## ASSIGNMENT
The listing below holds a line with "filename crates/rtcompare-core/src/config.rs" and a later line with "use crate::error::CoreError;". Write out those two lines and every line between them, exactly, and nothing else.

## THE DATA

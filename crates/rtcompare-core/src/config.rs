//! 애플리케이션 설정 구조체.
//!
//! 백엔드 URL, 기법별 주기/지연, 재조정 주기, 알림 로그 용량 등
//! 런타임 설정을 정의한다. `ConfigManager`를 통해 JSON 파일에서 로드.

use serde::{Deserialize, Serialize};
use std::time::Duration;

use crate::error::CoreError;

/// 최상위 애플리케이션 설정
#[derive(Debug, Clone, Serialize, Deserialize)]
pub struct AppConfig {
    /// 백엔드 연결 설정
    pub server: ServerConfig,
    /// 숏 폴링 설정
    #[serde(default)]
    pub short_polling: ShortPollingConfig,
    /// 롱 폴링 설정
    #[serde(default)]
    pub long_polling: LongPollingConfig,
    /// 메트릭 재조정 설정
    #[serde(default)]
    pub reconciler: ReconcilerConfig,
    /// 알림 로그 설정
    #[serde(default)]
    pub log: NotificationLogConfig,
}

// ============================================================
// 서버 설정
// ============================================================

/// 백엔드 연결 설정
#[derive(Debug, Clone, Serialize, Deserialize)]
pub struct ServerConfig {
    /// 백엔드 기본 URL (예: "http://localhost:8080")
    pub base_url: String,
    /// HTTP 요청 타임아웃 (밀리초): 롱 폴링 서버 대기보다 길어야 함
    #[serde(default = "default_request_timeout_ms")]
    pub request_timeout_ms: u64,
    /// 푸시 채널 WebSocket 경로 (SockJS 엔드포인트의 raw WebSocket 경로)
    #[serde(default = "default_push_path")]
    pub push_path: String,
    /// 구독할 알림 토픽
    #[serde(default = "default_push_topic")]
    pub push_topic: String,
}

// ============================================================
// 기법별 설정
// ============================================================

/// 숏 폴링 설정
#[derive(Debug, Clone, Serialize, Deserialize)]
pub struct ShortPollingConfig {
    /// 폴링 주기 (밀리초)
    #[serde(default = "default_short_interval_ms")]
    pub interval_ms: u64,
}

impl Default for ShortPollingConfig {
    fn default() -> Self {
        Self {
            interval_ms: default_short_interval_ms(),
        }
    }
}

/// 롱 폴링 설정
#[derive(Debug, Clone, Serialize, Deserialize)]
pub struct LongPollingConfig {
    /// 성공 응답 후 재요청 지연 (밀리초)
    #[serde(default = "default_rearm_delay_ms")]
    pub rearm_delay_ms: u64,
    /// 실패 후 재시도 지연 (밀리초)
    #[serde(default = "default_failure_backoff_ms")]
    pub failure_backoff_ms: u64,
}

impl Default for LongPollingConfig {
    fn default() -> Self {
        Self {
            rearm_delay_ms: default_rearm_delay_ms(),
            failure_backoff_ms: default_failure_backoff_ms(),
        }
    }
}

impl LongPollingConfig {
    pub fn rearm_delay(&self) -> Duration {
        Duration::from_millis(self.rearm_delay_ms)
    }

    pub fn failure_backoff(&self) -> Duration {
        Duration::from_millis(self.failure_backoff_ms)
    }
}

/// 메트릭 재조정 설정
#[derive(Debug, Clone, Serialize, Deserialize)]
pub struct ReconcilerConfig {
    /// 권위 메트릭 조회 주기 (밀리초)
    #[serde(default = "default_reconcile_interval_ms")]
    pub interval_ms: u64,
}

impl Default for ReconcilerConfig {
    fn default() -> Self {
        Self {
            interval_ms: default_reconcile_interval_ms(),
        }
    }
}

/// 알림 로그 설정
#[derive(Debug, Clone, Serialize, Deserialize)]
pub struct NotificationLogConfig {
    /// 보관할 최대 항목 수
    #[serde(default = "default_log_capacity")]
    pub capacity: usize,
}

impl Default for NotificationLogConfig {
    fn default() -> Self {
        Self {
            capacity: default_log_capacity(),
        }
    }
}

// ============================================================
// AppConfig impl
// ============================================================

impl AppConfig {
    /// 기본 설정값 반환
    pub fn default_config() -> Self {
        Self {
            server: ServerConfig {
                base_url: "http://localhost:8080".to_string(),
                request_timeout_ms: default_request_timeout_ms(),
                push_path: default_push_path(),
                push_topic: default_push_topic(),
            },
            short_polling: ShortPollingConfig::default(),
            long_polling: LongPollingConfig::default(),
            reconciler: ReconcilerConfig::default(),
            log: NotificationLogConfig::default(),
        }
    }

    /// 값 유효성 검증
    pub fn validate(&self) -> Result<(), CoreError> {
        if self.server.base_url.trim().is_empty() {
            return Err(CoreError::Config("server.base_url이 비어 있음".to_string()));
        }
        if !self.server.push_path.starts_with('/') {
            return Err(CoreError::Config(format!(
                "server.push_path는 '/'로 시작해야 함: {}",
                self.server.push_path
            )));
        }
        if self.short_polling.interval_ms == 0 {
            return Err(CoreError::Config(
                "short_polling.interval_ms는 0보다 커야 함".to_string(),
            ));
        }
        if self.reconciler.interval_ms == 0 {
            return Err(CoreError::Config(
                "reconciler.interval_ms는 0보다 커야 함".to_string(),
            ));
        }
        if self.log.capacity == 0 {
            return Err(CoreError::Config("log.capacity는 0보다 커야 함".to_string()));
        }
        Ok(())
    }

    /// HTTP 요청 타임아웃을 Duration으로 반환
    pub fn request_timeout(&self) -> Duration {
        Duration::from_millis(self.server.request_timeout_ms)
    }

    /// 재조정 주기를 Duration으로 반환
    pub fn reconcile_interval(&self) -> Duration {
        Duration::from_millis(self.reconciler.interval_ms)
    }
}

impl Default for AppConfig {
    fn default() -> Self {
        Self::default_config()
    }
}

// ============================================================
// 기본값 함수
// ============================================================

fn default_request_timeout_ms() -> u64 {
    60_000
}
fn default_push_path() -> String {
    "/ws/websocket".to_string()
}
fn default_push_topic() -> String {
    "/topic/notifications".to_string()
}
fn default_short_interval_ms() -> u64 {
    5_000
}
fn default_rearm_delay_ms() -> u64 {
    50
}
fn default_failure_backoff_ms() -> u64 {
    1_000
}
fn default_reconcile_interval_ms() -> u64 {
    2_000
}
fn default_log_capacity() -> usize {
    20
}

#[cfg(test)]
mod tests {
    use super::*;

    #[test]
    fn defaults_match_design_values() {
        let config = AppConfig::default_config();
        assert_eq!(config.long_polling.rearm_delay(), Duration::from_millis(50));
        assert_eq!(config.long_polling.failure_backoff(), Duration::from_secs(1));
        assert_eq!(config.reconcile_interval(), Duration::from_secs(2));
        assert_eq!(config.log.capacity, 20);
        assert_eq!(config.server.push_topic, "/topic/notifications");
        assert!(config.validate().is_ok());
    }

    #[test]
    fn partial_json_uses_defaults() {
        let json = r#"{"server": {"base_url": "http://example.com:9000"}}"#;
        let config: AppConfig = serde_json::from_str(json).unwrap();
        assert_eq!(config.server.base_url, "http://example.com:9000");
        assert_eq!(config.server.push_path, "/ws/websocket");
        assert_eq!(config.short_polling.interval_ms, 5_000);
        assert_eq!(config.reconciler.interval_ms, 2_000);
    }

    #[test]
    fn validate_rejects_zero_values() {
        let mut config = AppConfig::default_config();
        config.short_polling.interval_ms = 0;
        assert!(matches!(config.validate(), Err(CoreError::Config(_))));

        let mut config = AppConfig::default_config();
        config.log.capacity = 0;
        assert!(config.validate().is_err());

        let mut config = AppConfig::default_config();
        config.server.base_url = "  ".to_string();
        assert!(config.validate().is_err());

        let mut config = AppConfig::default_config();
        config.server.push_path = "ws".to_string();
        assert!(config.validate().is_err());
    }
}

--

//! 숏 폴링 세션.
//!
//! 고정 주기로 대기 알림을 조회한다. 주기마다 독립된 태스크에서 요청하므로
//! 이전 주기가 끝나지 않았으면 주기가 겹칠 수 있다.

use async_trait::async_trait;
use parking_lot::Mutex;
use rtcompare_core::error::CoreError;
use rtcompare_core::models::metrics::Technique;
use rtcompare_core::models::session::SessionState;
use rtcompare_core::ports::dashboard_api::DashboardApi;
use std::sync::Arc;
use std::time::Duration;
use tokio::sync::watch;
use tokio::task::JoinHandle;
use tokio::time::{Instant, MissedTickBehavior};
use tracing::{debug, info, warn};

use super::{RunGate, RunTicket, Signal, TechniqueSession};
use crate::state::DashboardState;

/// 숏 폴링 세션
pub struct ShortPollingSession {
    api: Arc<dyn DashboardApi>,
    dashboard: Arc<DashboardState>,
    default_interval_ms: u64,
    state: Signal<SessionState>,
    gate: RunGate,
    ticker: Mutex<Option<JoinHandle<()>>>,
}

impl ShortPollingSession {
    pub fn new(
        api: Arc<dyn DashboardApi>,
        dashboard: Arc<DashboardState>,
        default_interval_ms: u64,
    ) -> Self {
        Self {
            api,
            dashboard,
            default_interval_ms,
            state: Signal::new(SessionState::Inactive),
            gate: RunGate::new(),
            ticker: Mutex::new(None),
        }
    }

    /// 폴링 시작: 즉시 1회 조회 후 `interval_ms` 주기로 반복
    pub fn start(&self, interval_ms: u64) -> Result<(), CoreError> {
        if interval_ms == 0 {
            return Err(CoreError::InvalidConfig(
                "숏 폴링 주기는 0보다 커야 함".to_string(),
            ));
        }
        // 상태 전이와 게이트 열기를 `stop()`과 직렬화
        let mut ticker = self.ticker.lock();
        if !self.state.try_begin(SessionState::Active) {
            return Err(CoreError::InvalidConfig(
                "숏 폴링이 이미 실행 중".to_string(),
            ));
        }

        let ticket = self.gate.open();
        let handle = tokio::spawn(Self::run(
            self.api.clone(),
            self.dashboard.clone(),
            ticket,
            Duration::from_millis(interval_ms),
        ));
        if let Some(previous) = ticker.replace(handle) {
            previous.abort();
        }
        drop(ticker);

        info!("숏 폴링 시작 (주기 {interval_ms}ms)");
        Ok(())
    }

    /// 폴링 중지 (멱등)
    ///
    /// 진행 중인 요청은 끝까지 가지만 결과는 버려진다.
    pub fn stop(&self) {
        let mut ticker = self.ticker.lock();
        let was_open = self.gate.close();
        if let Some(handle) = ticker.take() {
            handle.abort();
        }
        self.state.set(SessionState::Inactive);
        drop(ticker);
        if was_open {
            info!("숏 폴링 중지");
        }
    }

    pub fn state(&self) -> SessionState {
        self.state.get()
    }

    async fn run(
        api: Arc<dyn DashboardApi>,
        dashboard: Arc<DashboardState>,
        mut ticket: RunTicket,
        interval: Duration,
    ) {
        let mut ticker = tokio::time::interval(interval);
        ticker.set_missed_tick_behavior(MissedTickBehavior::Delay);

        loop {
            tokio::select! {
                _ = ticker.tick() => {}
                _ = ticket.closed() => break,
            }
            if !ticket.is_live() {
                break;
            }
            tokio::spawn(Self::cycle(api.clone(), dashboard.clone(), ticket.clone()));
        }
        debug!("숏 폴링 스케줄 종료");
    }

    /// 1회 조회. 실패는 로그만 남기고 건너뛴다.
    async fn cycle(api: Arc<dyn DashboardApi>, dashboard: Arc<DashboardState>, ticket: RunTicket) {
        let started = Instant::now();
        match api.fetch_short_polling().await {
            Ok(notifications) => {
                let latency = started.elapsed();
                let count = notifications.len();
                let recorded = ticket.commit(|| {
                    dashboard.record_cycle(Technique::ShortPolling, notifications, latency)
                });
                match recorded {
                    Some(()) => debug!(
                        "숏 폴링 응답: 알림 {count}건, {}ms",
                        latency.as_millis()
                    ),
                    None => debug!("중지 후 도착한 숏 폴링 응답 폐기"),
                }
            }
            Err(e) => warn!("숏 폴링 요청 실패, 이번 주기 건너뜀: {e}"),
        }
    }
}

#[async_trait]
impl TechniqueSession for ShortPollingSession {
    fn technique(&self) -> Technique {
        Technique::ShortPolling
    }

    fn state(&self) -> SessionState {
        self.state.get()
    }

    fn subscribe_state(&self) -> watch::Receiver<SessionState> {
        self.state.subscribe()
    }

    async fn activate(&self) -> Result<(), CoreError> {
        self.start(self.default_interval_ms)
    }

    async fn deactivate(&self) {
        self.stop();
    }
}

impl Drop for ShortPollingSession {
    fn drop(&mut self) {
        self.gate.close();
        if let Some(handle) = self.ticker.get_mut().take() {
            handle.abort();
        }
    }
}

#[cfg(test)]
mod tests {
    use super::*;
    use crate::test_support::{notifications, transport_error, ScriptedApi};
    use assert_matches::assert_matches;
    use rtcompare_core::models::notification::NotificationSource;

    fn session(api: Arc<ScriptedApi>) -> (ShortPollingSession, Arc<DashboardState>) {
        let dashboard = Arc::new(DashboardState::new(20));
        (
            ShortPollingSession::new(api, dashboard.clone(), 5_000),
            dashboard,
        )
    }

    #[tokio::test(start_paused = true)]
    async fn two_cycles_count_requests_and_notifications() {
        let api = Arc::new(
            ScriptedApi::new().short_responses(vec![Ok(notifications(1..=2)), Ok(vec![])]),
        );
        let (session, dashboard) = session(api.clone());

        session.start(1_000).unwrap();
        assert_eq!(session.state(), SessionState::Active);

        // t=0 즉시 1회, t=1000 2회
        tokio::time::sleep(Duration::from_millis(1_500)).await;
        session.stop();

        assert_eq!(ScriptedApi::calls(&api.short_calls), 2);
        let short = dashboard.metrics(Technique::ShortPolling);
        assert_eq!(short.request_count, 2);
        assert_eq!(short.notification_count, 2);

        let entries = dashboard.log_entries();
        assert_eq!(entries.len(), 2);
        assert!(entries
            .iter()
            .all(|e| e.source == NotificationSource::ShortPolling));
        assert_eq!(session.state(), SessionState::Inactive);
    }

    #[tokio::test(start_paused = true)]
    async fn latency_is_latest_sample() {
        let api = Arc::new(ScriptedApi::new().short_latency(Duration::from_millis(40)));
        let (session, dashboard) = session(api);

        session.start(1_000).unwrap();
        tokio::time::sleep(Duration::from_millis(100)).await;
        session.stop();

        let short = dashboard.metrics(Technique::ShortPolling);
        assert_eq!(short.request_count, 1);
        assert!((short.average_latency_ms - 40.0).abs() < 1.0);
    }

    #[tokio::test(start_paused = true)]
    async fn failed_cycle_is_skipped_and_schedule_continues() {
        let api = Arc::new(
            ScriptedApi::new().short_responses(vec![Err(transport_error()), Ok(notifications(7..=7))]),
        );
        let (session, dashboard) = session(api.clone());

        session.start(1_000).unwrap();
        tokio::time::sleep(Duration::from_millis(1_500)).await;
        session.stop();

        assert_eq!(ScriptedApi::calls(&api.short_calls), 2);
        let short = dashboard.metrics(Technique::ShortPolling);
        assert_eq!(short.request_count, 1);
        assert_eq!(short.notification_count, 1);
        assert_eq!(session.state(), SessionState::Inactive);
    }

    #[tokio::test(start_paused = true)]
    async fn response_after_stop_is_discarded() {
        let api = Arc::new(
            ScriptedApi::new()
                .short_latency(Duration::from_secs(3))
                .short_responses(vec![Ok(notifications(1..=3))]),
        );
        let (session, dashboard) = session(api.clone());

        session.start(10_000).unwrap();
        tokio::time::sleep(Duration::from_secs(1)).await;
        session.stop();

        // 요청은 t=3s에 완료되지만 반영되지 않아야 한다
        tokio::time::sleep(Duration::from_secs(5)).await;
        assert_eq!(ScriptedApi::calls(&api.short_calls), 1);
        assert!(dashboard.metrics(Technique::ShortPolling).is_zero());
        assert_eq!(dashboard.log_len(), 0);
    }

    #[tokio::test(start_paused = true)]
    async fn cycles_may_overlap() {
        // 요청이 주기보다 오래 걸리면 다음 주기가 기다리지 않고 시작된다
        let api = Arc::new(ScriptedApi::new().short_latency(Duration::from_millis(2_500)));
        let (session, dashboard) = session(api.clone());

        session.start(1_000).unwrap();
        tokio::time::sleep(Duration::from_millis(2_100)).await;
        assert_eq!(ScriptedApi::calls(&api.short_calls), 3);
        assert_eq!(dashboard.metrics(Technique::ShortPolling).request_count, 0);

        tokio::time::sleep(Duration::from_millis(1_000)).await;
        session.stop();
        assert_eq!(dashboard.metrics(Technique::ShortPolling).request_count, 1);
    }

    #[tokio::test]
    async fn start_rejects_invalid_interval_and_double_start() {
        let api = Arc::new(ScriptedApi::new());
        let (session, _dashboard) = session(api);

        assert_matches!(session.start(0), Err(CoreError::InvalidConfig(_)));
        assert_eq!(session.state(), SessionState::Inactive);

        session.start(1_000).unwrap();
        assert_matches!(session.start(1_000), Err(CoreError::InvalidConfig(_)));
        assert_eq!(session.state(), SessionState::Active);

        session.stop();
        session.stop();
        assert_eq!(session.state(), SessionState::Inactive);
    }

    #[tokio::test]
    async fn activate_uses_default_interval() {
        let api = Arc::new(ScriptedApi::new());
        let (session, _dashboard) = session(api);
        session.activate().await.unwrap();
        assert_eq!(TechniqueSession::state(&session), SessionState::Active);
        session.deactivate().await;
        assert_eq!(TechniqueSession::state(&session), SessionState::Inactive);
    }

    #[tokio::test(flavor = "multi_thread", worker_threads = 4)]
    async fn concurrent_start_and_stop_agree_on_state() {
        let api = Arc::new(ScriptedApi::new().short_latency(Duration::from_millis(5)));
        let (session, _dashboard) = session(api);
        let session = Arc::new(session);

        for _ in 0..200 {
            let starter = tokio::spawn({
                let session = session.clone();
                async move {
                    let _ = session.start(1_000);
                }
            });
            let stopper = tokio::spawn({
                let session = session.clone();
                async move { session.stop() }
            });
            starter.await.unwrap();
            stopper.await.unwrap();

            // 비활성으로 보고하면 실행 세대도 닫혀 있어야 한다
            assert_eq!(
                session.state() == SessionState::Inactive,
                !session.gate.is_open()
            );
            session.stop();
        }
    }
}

---

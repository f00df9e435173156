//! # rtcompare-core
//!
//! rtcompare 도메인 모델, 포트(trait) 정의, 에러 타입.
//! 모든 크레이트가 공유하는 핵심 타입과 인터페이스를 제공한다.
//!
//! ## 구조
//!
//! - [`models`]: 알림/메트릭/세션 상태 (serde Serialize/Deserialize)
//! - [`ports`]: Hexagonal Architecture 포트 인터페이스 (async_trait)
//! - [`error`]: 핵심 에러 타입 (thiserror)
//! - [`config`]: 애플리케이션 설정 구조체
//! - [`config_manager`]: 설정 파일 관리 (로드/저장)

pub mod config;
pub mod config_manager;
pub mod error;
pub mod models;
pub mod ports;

## EXPECTED ANSWER
filename crates/rtcompare-core/src/config.rs
//! 애플리케이션 설정 구조체.
//!
//! 백엔드 URL, 기법별 주기/지연, 재조정 주기, 알림 로그 용량 등
//! 런타임 설정을 정의한다. `ConfigManager`를 통해 JSON 파일에서 로드.

use serde::{Deserialize, Serialize};
use std::time::Duration;

use crate::error::CoreError;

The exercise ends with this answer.